#### Task requirements
Among the entries, which lines carry the string "swept"? Copy every one.

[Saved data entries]
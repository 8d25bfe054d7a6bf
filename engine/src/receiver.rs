//! Receiving center: accepts votes from stations, guarantees uniqueness by
//! vote id and by voter id, and hands accepted votes on for consolidation.

use std::{
	collections::{HashMap, HashSet},
	path::Path,
	sync::{Arc, RwLock},
	time::Duration,
};

use async_trait::async_trait;
use jsonrpsee::http_client::HttpClient;
use uuid::Uuid;
use vf_primitives::{Priority, ReceiveOutcome, Vote, VoteState};
use vf_rpc_apis::{
	broker::BrokerRpcApiClient, central::CentralRpcApiClient, receiver::ReceiverRpcApiServer,
	remote_error_code, RpcResult, VfErrorCode, VoteflowError,
};
use vf_utilities::{is_clean_field, AuditLog};

use crate::{
	central::payload_hash,
	shutdown::ShutdownSignal,
	vote_store::{VoteRecord, VoteStore},
};

/// Voter id assumed when a station sends none. Never entered into the
/// voter registry.
const UNKNOWN_VOTER: &str = "UNKNOWN";

#[derive(Debug, thiserror::Error)]
pub enum ForwardError {
	/// The consolidation side already has this vote. Success for us.
	#[error("vote already consolidated")]
	AlreadyConsolidated,
	#[error("transport failure: {0}")]
	Transport(String),
}

/// Where accepted votes go next: straight to the central server, or staged
/// through the broker when it is enabled. The broker is then the sole
/// dispatcher towards the center.
#[async_trait]
pub trait ConsolidationClient: Send + Sync + 'static {
	async fn forward(
		&self,
		vote_id: Uuid,
		candidate_id: String,
		station_id: String,
	) -> Result<(), ForwardError>;
}

#[async_trait]
impl ConsolidationClient for Box<dyn ConsolidationClient> {
	async fn forward(
		&self,
		vote_id: Uuid,
		candidate_id: String,
		station_id: String,
	) -> Result<(), ForwardError> {
		(**self).forward(vote_id, candidate_id, station_id).await
	}
}

pub struct DirectCentral {
	client: HttpClient,
}

impl DirectCentral {
	pub fn new(client: HttpClient) -> Self {
		Self { client }
	}
}

#[async_trait]
impl ConsolidationClient for DirectCentral {
	async fn forward(
		&self,
		vote_id: Uuid,
		candidate_id: String,
		station_id: String,
	) -> Result<(), ForwardError> {
		let hash = payload_hash(vote_id, &candidate_id);
		match CentralRpcApiClient::receive_vote_from_station(
			&self.client,
			vote_id,
			candidate_id,
			station_id,
			hash,
		)
		.await
		{
			Ok(()) => Ok(()),
			Err(error) if remote_error_code(&error) == Some(VfErrorCode::DuplicateVote) =>
				Err(ForwardError::AlreadyConsolidated),
			Err(error) => Err(ForwardError::Transport(error.to_string())),
		}
	}
}

pub struct BrokeredCentral {
	client: HttpClient,
}

impl BrokeredCentral {
	pub fn new(client: HttpClient) -> Self {
		Self { client }
	}
}

#[async_trait]
impl ConsolidationClient for BrokeredCentral {
	async fn forward(
		&self,
		vote_id: Uuid,
		candidate_id: String,
		_station_id: String,
	) -> Result<(), ForwardError> {
		BrokerRpcApiClient::enqueue_vote(&self.client, vote_id, candidate_id, Priority::Normal)
			.await
			.map_err(|error| ForwardError::Transport(error.to_string()))
	}
}

#[derive(Default)]
struct DedupSets {
	received: HashSet<Uuid>,
	voters: HashSet<String>,
}

pub struct CenterReceiver<F> {
	store: VoteStore<VoteState>,
	dedup: RwLock<DedupSets>,
	states: RwLock<HashMap<Uuid, VoteState>>,
	counters: RwLock<HashMap<String, u64>>,
	forwarder: F,
	audit: AuditLog,
}

impl<F: ConsolidationClient> CenterReceiver<F> {
	/// Opens the received store and rebuilds the dedup sets, state map and
	/// counters by scanning it.
	pub fn new(data_dir: &Path, forwarder: F) -> anyhow::Result<Self> {
		let store = VoteStore::open(data_dir, "received")?;
		let audit = AuditLog::open(data_dir, "receiver")?;

		let mut dedup = DedupSets::default();
		let mut states = HashMap::new();
		let mut counters: HashMap<String, u64> = HashMap::new();
		for record in store.load_all()? {
			dedup.received.insert(record.vote.vote_id);
			if let Some(voter_id) = &record.voter_id {
				if voter_id != UNKNOWN_VOTER {
					dedup.voters.insert(voter_id.clone());
				}
			}
			states.insert(record.vote.vote_id, record.state);
			if record.state == VoteState::Processed {
				*counters.entry(record.vote.candidate_id.clone()).or_default() += 1;
			}
		}
		tracing::info!(
			votes = dedup.received.len(),
			voters = dedup.voters.len(),
			"receiver state rebuilt from store"
		);

		Ok(Self {
			store,
			dedup: RwLock::new(dedup),
			states: RwLock::new(states),
			counters: RwLock::new(counters),
			forwarder,
			audit,
		})
	}

	/// The dedup check and the outcome for one incoming vote. Both sets are
	/// consulted and, on acceptance, marked under the same guard so a
	/// duplicate can never slip through between check and mutation.
	pub fn receive_vote(
		self: Arc<Self>,
		vote: Vote,
		voter_id: Option<String>,
	) -> Result<ReceiveOutcome, VoteflowError> {
		let voter_id = voter_id.unwrap_or_else(|| UNKNOWN_VOTER.to_string());

		for field in [&vote.candidate_id, &vote.station_origin, &voter_id] {
			if !is_clean_field(field) {
				return Err(VoteflowError::Storage(format!(
					"field `{field}` contains a reserved delimiter"
				)));
			}
		}

		{
			let dedup = self.dedup.read().expect("dedup lock poisoned");
			if dedup.received.contains(&vote.vote_id) {
				self.audit.record("DUPLICATE_VOTE_ID", &vote.vote_id.to_string(), "");
				return Ok(ReceiveOutcome::AlreadyProcessed);
			}
			if voter_id != UNKNOWN_VOTER && dedup.voters.contains(&voter_id) {
				return Ok(self.reject_voter(&vote));
			}
		}

		{
			let mut dedup = self.dedup.write().expect("dedup lock poisoned");
			// Re-check under the writer guard: another request may have won
			// the race between the two locks.
			if dedup.received.contains(&vote.vote_id) {
				return Ok(ReceiveOutcome::AlreadyProcessed);
			}
			if voter_id != UNKNOWN_VOTER && dedup.voters.contains(&voter_id) {
				return Ok(self.reject_voter(&vote));
			}
			dedup.received.insert(vote.vote_id);
			if voter_id != UNKNOWN_VOTER {
				dedup.voters.insert(voter_id.clone());
			}
		}

		let record = VoteRecord {
			vote: vote.clone(),
			state: VoteState::Received,
			voter_id: Some(voter_id.clone()),
		};
		if let Err(error) = self.store.append(&record) {
			// Writer-path storage failure is fatal for the operation. Undo
			// the reservation so a retry can succeed.
			let mut dedup = self.dedup.write().expect("dedup lock poisoned");
			dedup.received.remove(&vote.vote_id);
			if voter_id != UNKNOWN_VOTER {
				dedup.voters.remove(&voter_id);
			}
			return Err(VoteflowError::storage(error));
		}

		self.states
			.write()
			.expect("states lock poisoned")
			.insert(vote.vote_id, VoteState::Received);

		let receiver = self.clone();
		tokio::spawn(async move {
			receiver.process(vote.vote_id, vote.candidate_id, vote.station_origin).await;
		});

		Ok(ReceiveOutcome::Accepted)
	}

	fn reject_voter(&self, vote: &Vote) -> ReceiveOutcome {
		self.audit.record("DUPLICATE_VOTER", &vote.vote_id.to_string(), "voter already voted");
		self.states
			.write()
			.expect("states lock poisoned")
			.insert(vote.vote_id, VoteState::Error);
		ReceiveOutcome::RejectedVoter
	}

	/// Completes one accepted vote: forwards it for consolidation, then
	/// marks it PROCESSED and counts it. A transport failure leaves the
	/// record RECEIVED for the sweeper.
	async fn process(&self, vote_id: Uuid, candidate_id: String, station_id: String) {
		match self.forwarder.forward(vote_id, candidate_id.clone(), station_id).await {
			Ok(()) | Err(ForwardError::AlreadyConsolidated) => {},
			Err(ForwardError::Transport(message)) => {
				tracing::warn!(%vote_id, %message, "consolidation failed, record stays RECEIVED");
				return;
			},
		}

		match self.store.update_state(vote_id, VoteState::Processed) {
			Ok(true) => {},
			Ok(false) => {
				tracing::error!(%vote_id, "processed a vote that is not in the store");
				return;
			},
			Err(error) => {
				// The forward went through; the sweeper will re-run this
				// record and the center deduplicates the re-send.
				tracing::error!(%vote_id, %error, "could not mark record PROCESSED");
				return;
			},
		}

		*self
			.counters
			.write()
			.expect("counters lock poisoned")
			.entry(candidate_id)
			.or_default() += 1;
		self.states
			.write()
			.expect("states lock poisoned")
			.insert(vote_id, VoteState::Processed);
		self.audit.record("PROCESSED", &vote_id.to_string(), "");
	}

	pub fn vote_status(&self, vote_id: Uuid) -> Option<VoteState> {
		self.states.read().expect("states lock poisoned").get(&vote_id).copied()
	}

	pub fn tally(&self, candidate_id: &str) -> u64 {
		self.counters
			.read()
			.expect("counters lock poisoned")
			.get(candidate_id)
			.copied()
			.unwrap_or_default()
	}

	/// Re-runs processing for every record still in RECEIVED.
	pub async fn sweep_once(&self) -> anyhow::Result<usize> {
		let stuck: Vec<VoteRecord<VoteState>> = self
			.store
			.load_all()?
			.into_iter()
			.filter(|record| record.state == VoteState::Received)
			.collect();
		let count = stuck.len();
		for record in stuck {
			self.process(
				record.vote.vote_id,
				record.vote.candidate_id,
				record.vote.station_origin,
			)
			.await;
		}
		Ok(count)
	}

	pub async fn run_reprocess_sweep(
		self: Arc<Self>,
		interval: Duration,
		mut shutdown: ShutdownSignal,
	) {
		let mut ticker = tokio::time::interval(interval);
		ticker.set_missed_tick_behavior(tokio::time::MissedTickBehavior::Delay);
		loop {
			tokio::select! {
				() = shutdown.wait() => return,
				_ = ticker.tick() => {
					match self.sweep_once().await {
						Ok(0) => {},
						Ok(count) => tracing::info!(count, "re-ran processing for stuck votes"),
						Err(error) => tracing::error!(%error, "reprocess sweep failed"),
					}
				},
			}
		}
	}
}

pub struct ReceiverRpcServerImpl<F> {
	receiver: Arc<CenterReceiver<F>>,
}

impl<F> ReceiverRpcServerImpl<F> {
	pub fn new(receiver: Arc<CenterReceiver<F>>) -> Self {
		Self { receiver }
	}
}

#[async_trait]
impl<F: ConsolidationClient> ReceiverRpcApiServer for ReceiverRpcServerImpl<F> {
	async fn receive_vote(
		&self,
		vote: Vote,
		voter_id: Option<String>,
	) -> RpcResult<ReceiveOutcome> {
		Ok(self.receiver.clone().receive_vote(vote, voter_id)?)
	}

	async fn vote_status(&self, vote_id: Uuid) -> RpcResult<Option<VoteState>> {
		Ok(self.receiver.vote_status(vote_id))
	}
}

#[cfg(test)]
mod tests {
	use super::*;
	use std::sync::Mutex;

	#[derive(Default)]
	struct ScriptedForwarder {
		// Outcomes consumed front to back; empty means success.
		outcomes: Mutex<Vec<Result<(), ForwardError>>>,
		forwarded: Mutex<Vec<Uuid>>,
	}

	impl ScriptedForwarder {
		fn fail_next(&self) {
			self.outcomes
				.lock()
				.unwrap()
				.push(Err(ForwardError::Transport("unreachable".to_string())));
		}
	}

	#[async_trait]
	impl ConsolidationClient for Arc<ScriptedForwarder> {
		async fn forward(
			&self,
			vote_id: Uuid,
			_candidate_id: String,
			_station_id: String,
		) -> Result<(), ForwardError> {
			self.forwarded.lock().unwrap().push(vote_id);
			self.outcomes.lock().unwrap().pop().unwrap_or(Ok(()))
		}
	}

	fn receiver_in(
		dir: &std::path::Path,
	) -> (Arc<CenterReceiver<Arc<ScriptedForwarder>>>, Arc<ScriptedForwarder>) {
		let forwarder = Arc::new(ScriptedForwarder::default());
		let receiver = Arc::new(CenterReceiver::new(dir, forwarder.clone()).unwrap());
		(receiver, forwarder)
	}

	fn vote(candidate_id: &str) -> Vote {
		Vote::new(candidate_id.to_string(), "Station01".to_string())
	}

	async fn settle() {
		// Lets the spawned processing task run.
		tokio::time::sleep(Duration::from_millis(50)).await;
	}

	#[tokio::test]
	async fn accepted_vote_is_processed_and_counted_once() {
		let dir = tempfile::tempdir().unwrap();
		let (receiver, forwarder) = receiver_in(dir.path());

		let vote = vote("C001");
		let outcome = receiver.clone().receive_vote(vote.clone(), Some("V1".to_string())).unwrap();
		assert_eq!(outcome, ReceiveOutcome::Accepted);

		settle().await;
		assert_eq!(receiver.vote_status(vote.vote_id), Some(VoteState::Processed));
		assert_eq!(receiver.tally("C001"), 1);
		assert_eq!(forwarder.forwarded.lock().unwrap().len(), 1);
	}

	#[tokio::test]
	async fn replayed_vote_id_reports_already_processed() {
		let dir = tempfile::tempdir().unwrap();
		let (receiver, _forwarder) = receiver_in(dir.path());

		let vote = vote("C001");
		receiver.clone().receive_vote(vote.clone(), Some("V1".to_string())).unwrap();
		settle().await;

		let replay = receiver.clone().receive_vote(vote, Some("V1".to_string())).unwrap();
		assert_eq!(replay, ReceiveOutcome::AlreadyProcessed);
		assert_eq!(receiver.tally("C001"), 1);
	}

	#[tokio::test]
	async fn second_vote_from_the_same_voter_is_rejected_before_any_state_change() {
		let dir = tempfile::tempdir().unwrap();
		let (receiver, _forwarder) = receiver_in(dir.path());

		receiver.clone().receive_vote(vote("C001"), Some("V1".to_string())).unwrap();
		settle().await;

		let second = vote("C002");
		let outcome = receiver.clone().receive_vote(second.clone(), Some("V1".to_string())).unwrap();
		assert_eq!(outcome, ReceiveOutcome::RejectedVoter);
		assert_eq!(receiver.vote_status(second.vote_id), Some(VoteState::Error));
		assert_eq!(receiver.tally("C002"), 0);
		// The rejected vote never reached the store.
		assert!(receiver.store.get(second.vote_id).unwrap().is_none());
	}

	#[tokio::test]
	async fn fields_with_reserved_delimiters_are_rejected() {
		let dir = tempfile::tempdir().unwrap();
		let (receiver, _forwarder) = receiver_in(dir.path());

		let mut bad = vote("C001");
		bad.candidate_id = "C0|01".to_string();
		assert!(receiver.clone().receive_vote(bad, Some("V1".to_string())).is_err());
		assert!(receiver
			.clone()
			.receive_vote(vote("C001"), Some("V|1".to_string()))
			.is_err());

		assert_eq!(receiver.tally("C001"), 0);
		assert!(receiver.store.load_all().unwrap().is_empty());
	}

	#[tokio::test]
	async fn unknown_voter_is_not_registered_for_dedup() {
		let dir = tempfile::tempdir().unwrap();
		let (receiver, _forwarder) = receiver_in(dir.path());

		assert_eq!(
			receiver.clone().receive_vote(vote("C001"), None).unwrap(),
			ReceiveOutcome::Accepted
		);
		// A second anonymous submission is not treated as a repeat voter.
		assert_eq!(
			receiver.clone().receive_vote(vote("C001"), None).unwrap(),
			ReceiveOutcome::Accepted
		);
	}

	#[tokio::test]
	async fn failed_forward_leaves_the_record_for_the_sweeper() {
		let dir = tempfile::tempdir().unwrap();
		let (receiver, forwarder) = receiver_in(dir.path());

		forwarder.fail_next();
		let vote = vote("C001");
		receiver.clone().receive_vote(vote.clone(), Some("V1".to_string())).unwrap();
		settle().await;

		assert_eq!(receiver.vote_status(vote.vote_id), Some(VoteState::Received));
		assert_eq!(receiver.tally("C001"), 0);

		// The sweep retries and the forward now succeeds.
		let swept = receiver.sweep_once().await.unwrap();
		assert_eq!(swept, 1);
		assert_eq!(receiver.vote_status(vote.vote_id), Some(VoteState::Processed));
		assert_eq!(receiver.tally("C001"), 1);
	}

	#[tokio::test]
	async fn state_is_rebuilt_from_the_store_on_restart() {
		let dir = tempfile::tempdir().unwrap();
		let first_vote = vote("C001");
		{
			let (receiver, _forwarder) = receiver_in(dir.path());
			receiver
				.clone()
				.receive_vote(first_vote.clone(), Some("V1".to_string()))
				.unwrap();
			settle().await;
		}

		let (receiver, _forwarder) = receiver_in(dir.path());
		assert_eq!(
			receiver.clone().receive_vote(first_vote, Some("V9".to_string())).unwrap(),
			ReceiveOutcome::AlreadyProcessed
		);
		assert_eq!(
			receiver.clone().receive_vote(vote("C002"), Some("V1".to_string())).unwrap(),
			ReceiveOutcome::RejectedVoter
		);
		assert_eq!(receiver.tally("C001"), 1);
	}
}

#### Solution
		let swept = receiver.sweep_once().await.unwrap();
		assert_eq!(swept, 1);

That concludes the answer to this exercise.